Higher-income households built up savings and wealth during the early stages of the pandemic as they stayed at home and their stocks, houses and other assets rose in value, The New York Times’s Jeanna Smialek and Ben Casselman report. Between those stockpiles and solid wage growth, many have been able to keep spending even as costs climb.
But data and anecdotes suggest that lower-income households, despite the resilient job market, are struggling more profoundly with inflation.
That divergence poses a challenge for the Federal Reserve, which is hoping that higher interest rates will slow consumer spending and ease pressure on prices across the economy. Already, there are signs that poorer families are cutting back. If richer families don’t pull back as much — if they keep going on vacations, dining out and buying new cars and second homes — many prices could keep rising. The Fed might need to raise interest rates even more to bring inflation under control, and that could cause a sharper slowdown.

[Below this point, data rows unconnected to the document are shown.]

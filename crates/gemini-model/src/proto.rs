use base64::Engine as _;
use base64::engine::general_purpose::STANDARD;
use palaver_model::{
    ErrorKind, ModelContent, ModelFinishReason, ModelPart, ModelRequest,
};
use serde::{Deserialize, Serialize};

// ------------------------------
// Types received from the server
// ------------------------------

#[derive(Clone, Debug, PartialEq, Eq, Deserialize)]
#[serde(rename_all = "camelCase")]
pub struct GenerateContentChunk {
    #[serde(default)]
    pub candidates: Vec<Candidate>,
    pub prompt_feedback: Option<PromptFeedback>,
    pub error: Option<Status>,
}

#[derive(Clone, Debug, PartialEq, Eq, Deserialize)]
#[serde(rename_all = "camelCase")]
pub struct Candidate {
    pub content: Option<CandidateContent>,
    pub finish_reason: Option<String>,
}

#[derive(Clone, Debug, PartialEq, Eq, Deserialize)]
pub struct CandidateContent {
    #[serde(default)]
    pub parts: Vec<CandidatePart>,
}

#[derive(Clone, Debug, PartialEq, Eq, Deserialize)]
pub struct CandidatePart {
    pub text: Option<String>,
    /// Set on thought summaries, which are not part of the reply.
    #[serde(default)]
    pub thought: bool,
}

#[derive(Clone, Debug, PartialEq, Eq, Deserialize)]
#[serde(rename_all = "camelCase")]
pub struct PromptFeedback {
    pub block_reason: Option<String>,
}

#[derive(Clone, Debug, PartialEq, Eq, Deserialize)]
pub struct Status {
    pub code: Option<u16>,
    #[serde(default)]
    pub message: String,
    pub status: Option<String>,
}

#[derive(Clone, Debug, PartialEq, Eq, Deserialize)]
pub struct ErrorEnvelope {
    pub error: Status,
}

impl GenerateContentChunk {
    /// Concatenates the reply text of the first candidate.
    pub fn text(&self) -> Option<String> {
        let content = self.candidates.first()?.content.as_ref()?;
        let text: String = content
            .parts
            .iter()
            .filter(|p| !p.thought)
            .filter_map(|p| p.text.as_deref())
            .collect();
        if text.is_empty() { None } else { Some(text) }
    }

    pub fn finish_reason(&self) -> Option<ModelFinishReason> {
        let reason = self.candidates.first()?.finish_reason.as_deref()?;
        Some(map_finish_reason(reason))
    }

    /// Returns the block reason when the prompt itself was refused.
    pub fn block_reason(&self) -> Option<&str> {
        if !self.candidates.is_empty() {
            return None;
        }
        self.prompt_feedback.as_ref()?.block_reason.as_deref()
    }
}

#[inline]
fn map_finish_reason(reason: &str) -> ModelFinishReason {
    match reason {
        "STOP" => ModelFinishReason::Stop,
        "MAX_TOKENS" => ModelFinishReason::MaxTokens,
        "SAFETY" | "RECITATION" | "BLOCKLIST" | "PROHIBITED_CONTENT"
        | "SPII" | "IMAGE_SAFETY" => ModelFinishReason::Safety,
        _ => ModelFinishReason::Other,
    }
}

#[inline]
pub fn error_kind_for_status(code: u16) -> ErrorKind {
    match code {
        429 => ErrorKind::RateLimitExceeded,
        400 | 404 | 413 | 422 => ErrorKind::InvalidRequest,
        _ => ErrorKind::Other,
    }
}

// ------------------------
// Types sent to the server
// ------------------------

#[derive(Clone, Debug, PartialEq, Eq, Hash, Serialize)]
#[serde(rename_all = "camelCase")]
struct InlineData {
    mime_type: String,
    data: String,
}

#[derive(Clone, Debug, PartialEq, Eq, Hash, Serialize)]
#[serde(untagged)]
enum Part {
    Text {
        text: String,
    },
    InlineData {
        #[serde(rename = "inlineData")]
        inline_data: InlineData,
    },
}

#[derive(Clone, Debug, PartialEq, Eq, Hash, Serialize)]
struct Content {
    #[serde(skip_serializing_if = "Option::is_none")]
    role: Option<&'static str>,
    parts: Vec<Part>,
}

#[derive(Clone, Debug, PartialEq, Eq, Hash, Serialize)]
#[serde(rename_all = "camelCase")]
pub struct GenerateContentRequest {
    contents: Vec<Content>,
    #[serde(skip_serializing_if = "Option::is_none")]
    system_instruction: Option<Content>,
}

// -----------
// Conversions
// -----------

#[inline]
pub fn create_request(req: &ModelRequest) -> GenerateContentRequest {
    GenerateContentRequest {
        contents: req.contents.iter().map(create_content).collect(),
        system_instruction: req.system_instruction.as_ref().map(|text| {
            Content {
                role: None,
                parts: vec![Part::Text { text: text.clone() }],
            }
        }),
    }
}

#[inline]
fn create_content(content: &ModelContent) -> Content {
    Content {
        role: Some(content.role.as_str()),
        parts: content.parts.iter().map(create_part).collect(),
    }
}

#[inline]
fn create_part(part: &ModelPart) -> Part {
    match part {
        ModelPart::Text(text) => Part::Text { text: text.clone() },
        ModelPart::Binary { mime_type, data } => Part::InlineData {
            inline_data: InlineData {
                mime_type: mime_type.clone(),
                data: STANDARD.encode(data),
            },
        },
    }
}
//! The JSON-over-HTTP surface.

mod error;
mod handlers;
mod routes;
mod state;

pub use error::ApiError;
pub use handlers::{
    AttachedFile, ChatRequest, EditRequest, HealthResponse, HistoryResponse,
    MessageResponse, SaveResponseRequest,
};
pub use routes::create_router;
pub use state::AppState;
//! The conversation pipeline: rebuilding stored turns into model requests,
//! streaming completions, relaying fragments, and committing turn pairs.

#[macro_use]
extern crate tracing;

pub mod codec;
mod completion;
mod conversation;
mod error;
mod model_client;
mod relay;
pub mod store;
pub mod transcript;
mod turn;

pub use completion::{
    Completer, CompleterBuilder, Completion, build_user_content,
};
pub use conversation::Conversation;
pub use error::Error;
pub use relay::{RelayOutcome, relay};
pub use store::{MemoryStore, StoreError, TextEdit, TurnStore};
pub use turn::{
    Attachment, AttachmentKind, ConversationId, NewTurn, Part, Role, Turn,
    TurnId,
};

In that case, poorer families will almost certainly bear the brunt again, because low-wage workers are often the first to lose hours and jobs. The bifurcated economy, and the policy decisions that stem from it, could become a double whammy for them, inflicting higher costs today and unemployment tomorrow.
“That’s the perfect storm, if unemployment increases,” said Mark Brown, chief executive of West Houston Assistance Ministries, which provides food, rental assistance and other forms of aid to people in need. “So many folks are so very close to the edge.”